## WHAT YOU SHOULD DO
Reproduce the records exactly, beginning with their first line and ending with the line that contains "interval set; once", and output nothing more.

---------- GIVEN INFORMATION

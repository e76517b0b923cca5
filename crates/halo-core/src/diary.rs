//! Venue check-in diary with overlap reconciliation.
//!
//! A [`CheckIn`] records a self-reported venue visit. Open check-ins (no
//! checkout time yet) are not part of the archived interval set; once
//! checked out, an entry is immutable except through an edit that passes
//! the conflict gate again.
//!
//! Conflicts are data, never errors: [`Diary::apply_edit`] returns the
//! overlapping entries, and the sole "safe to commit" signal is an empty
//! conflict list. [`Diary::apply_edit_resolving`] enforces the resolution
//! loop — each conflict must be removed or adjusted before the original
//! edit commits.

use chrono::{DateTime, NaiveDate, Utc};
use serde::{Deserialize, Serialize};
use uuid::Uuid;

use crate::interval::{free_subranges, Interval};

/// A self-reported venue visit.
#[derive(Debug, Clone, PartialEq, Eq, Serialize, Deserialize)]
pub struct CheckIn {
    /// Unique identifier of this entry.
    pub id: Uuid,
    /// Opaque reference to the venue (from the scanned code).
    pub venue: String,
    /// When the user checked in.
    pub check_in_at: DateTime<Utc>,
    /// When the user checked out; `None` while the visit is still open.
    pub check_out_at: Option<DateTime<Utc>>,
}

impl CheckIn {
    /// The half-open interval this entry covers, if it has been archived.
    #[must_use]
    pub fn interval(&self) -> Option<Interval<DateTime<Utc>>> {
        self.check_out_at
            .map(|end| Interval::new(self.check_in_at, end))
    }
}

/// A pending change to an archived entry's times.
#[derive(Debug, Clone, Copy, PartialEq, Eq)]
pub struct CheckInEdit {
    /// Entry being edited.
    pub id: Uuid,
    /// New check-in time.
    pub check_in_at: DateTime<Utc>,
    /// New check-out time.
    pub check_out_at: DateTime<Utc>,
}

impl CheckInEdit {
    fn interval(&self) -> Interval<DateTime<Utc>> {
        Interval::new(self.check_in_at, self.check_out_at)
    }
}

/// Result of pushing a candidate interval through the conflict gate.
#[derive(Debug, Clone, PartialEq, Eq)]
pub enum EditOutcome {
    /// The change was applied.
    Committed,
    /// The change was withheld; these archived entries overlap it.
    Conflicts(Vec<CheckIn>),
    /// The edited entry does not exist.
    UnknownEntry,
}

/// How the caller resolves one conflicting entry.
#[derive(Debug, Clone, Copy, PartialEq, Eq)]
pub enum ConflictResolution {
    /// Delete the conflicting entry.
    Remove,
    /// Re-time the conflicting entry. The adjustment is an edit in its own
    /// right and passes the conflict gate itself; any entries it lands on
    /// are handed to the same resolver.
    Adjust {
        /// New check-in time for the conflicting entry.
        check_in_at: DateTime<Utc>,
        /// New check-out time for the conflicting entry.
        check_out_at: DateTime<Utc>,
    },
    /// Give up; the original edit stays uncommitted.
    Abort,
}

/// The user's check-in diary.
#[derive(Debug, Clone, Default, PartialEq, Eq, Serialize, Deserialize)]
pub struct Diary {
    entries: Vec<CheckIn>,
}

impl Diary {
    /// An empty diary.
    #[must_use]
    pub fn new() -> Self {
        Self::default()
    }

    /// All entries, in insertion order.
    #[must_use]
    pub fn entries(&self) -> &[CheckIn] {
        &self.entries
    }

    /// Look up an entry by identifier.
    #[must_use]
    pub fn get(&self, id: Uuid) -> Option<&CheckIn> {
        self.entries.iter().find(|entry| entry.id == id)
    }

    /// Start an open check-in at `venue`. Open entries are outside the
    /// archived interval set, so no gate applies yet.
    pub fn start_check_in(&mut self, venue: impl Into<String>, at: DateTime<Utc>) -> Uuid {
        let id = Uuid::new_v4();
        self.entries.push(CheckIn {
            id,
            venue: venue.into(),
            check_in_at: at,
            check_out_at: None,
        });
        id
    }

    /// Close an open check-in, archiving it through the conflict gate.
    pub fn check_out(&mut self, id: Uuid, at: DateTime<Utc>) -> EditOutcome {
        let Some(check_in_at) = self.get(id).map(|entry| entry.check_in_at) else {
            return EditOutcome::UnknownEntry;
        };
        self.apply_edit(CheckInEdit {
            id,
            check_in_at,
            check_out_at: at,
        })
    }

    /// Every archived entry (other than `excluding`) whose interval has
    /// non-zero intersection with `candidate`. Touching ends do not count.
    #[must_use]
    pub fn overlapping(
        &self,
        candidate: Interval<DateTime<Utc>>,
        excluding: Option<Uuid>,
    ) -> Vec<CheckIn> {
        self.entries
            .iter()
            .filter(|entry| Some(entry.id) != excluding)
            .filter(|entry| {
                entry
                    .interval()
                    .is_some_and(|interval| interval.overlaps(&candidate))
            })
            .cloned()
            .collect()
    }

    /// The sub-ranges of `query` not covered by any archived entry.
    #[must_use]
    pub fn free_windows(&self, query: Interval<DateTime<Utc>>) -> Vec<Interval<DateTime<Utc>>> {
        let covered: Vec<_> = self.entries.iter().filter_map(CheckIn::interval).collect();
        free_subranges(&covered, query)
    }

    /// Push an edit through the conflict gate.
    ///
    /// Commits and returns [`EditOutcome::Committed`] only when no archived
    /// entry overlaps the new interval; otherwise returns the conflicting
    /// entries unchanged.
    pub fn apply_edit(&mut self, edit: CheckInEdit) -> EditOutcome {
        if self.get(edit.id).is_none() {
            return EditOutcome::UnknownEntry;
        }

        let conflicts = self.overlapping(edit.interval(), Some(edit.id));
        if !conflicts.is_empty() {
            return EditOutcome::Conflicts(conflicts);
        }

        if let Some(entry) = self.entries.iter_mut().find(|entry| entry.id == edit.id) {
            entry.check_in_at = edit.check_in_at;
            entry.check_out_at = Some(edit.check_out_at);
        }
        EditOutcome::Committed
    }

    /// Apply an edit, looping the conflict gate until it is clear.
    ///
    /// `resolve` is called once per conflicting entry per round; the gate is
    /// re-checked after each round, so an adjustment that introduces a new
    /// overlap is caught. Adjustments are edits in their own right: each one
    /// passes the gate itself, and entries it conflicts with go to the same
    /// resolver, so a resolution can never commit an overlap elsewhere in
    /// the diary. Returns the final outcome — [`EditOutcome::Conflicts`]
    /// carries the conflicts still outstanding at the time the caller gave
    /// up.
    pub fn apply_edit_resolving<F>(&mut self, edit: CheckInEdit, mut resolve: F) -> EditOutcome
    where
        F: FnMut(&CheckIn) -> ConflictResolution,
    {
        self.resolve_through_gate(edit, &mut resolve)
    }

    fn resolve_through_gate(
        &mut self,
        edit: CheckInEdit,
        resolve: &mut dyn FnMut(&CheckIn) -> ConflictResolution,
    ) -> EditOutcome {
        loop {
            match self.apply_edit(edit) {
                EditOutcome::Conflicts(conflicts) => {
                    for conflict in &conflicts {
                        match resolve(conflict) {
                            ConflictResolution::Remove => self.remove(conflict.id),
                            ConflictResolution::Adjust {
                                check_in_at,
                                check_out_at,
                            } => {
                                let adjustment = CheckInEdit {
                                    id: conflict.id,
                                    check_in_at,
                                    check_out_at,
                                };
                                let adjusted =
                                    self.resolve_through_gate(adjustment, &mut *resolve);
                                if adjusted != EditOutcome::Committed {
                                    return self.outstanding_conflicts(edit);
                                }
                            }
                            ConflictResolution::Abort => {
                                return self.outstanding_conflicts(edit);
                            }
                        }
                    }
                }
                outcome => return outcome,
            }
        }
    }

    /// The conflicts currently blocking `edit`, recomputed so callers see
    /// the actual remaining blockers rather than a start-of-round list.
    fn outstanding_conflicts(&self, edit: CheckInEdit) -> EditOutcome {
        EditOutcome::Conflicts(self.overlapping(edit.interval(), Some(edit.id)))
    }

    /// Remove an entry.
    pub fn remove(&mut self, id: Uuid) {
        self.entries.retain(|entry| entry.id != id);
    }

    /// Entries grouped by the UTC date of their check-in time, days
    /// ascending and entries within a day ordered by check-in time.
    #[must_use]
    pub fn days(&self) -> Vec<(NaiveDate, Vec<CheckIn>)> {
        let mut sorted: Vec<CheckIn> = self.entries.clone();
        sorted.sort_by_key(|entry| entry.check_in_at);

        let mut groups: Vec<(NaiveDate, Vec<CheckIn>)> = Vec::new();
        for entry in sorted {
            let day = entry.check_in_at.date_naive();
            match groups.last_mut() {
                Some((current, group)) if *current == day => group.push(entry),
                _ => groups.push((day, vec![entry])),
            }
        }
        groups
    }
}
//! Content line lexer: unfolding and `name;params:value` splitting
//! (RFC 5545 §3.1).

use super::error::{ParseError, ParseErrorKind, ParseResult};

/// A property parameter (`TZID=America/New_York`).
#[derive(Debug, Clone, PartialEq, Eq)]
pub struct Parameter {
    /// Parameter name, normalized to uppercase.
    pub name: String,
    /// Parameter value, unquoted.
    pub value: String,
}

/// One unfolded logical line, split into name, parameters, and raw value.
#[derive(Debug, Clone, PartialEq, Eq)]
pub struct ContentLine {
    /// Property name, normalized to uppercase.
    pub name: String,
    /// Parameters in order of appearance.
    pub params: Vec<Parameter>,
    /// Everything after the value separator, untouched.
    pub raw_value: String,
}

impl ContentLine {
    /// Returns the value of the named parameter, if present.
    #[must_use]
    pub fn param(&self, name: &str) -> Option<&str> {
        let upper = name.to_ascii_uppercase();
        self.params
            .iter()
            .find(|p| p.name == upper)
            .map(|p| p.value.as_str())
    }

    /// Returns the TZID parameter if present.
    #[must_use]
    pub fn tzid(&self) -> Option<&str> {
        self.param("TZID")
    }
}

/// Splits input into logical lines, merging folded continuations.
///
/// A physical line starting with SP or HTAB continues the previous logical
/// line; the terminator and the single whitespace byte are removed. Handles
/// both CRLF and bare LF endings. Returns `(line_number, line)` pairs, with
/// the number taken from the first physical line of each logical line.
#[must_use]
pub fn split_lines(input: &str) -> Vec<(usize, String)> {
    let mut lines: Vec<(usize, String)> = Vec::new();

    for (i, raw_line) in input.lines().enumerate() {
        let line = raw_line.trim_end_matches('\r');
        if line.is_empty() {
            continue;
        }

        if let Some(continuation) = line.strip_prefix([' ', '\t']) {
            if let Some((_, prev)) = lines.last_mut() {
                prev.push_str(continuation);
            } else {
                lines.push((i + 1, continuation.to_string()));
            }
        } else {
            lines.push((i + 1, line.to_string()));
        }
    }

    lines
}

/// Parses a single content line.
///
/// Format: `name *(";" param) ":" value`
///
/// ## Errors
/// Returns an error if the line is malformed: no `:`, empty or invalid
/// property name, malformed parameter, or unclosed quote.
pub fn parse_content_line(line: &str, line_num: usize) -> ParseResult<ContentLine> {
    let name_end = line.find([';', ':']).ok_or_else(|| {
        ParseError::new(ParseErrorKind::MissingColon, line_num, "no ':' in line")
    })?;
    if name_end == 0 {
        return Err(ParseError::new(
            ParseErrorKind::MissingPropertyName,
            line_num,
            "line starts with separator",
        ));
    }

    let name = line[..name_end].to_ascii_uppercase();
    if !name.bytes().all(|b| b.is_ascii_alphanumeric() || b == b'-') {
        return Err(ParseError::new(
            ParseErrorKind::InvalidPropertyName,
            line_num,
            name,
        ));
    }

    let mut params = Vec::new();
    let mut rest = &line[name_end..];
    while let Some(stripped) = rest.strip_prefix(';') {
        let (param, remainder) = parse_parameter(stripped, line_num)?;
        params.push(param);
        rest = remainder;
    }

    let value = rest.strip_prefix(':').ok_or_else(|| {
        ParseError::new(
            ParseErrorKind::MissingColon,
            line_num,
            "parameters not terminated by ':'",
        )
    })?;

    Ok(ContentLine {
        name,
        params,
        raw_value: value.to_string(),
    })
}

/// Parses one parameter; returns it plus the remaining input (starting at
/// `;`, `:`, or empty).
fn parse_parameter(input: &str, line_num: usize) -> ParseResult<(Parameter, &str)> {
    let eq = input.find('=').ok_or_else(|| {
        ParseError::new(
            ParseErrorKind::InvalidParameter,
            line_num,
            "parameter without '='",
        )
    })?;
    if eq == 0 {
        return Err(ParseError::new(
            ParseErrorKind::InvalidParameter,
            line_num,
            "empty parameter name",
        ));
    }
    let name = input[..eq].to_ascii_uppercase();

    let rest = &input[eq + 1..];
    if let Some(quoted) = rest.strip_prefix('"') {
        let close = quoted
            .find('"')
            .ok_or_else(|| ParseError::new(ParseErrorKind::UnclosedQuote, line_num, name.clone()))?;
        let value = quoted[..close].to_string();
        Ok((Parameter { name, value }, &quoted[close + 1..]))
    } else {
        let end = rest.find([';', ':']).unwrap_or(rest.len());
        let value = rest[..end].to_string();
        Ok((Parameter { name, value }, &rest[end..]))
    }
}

--------------------

## RESPONSE
repository e76517b0b923cca5
filename crates/halo-core/src/diary.rs
//! Venue check-in diary with overlap reconciliation.
//!
//! A [`CheckIn`] records a self-reported venue visit. Open check-ins (no
//! checkout time yet) are not part of the archived interval set; once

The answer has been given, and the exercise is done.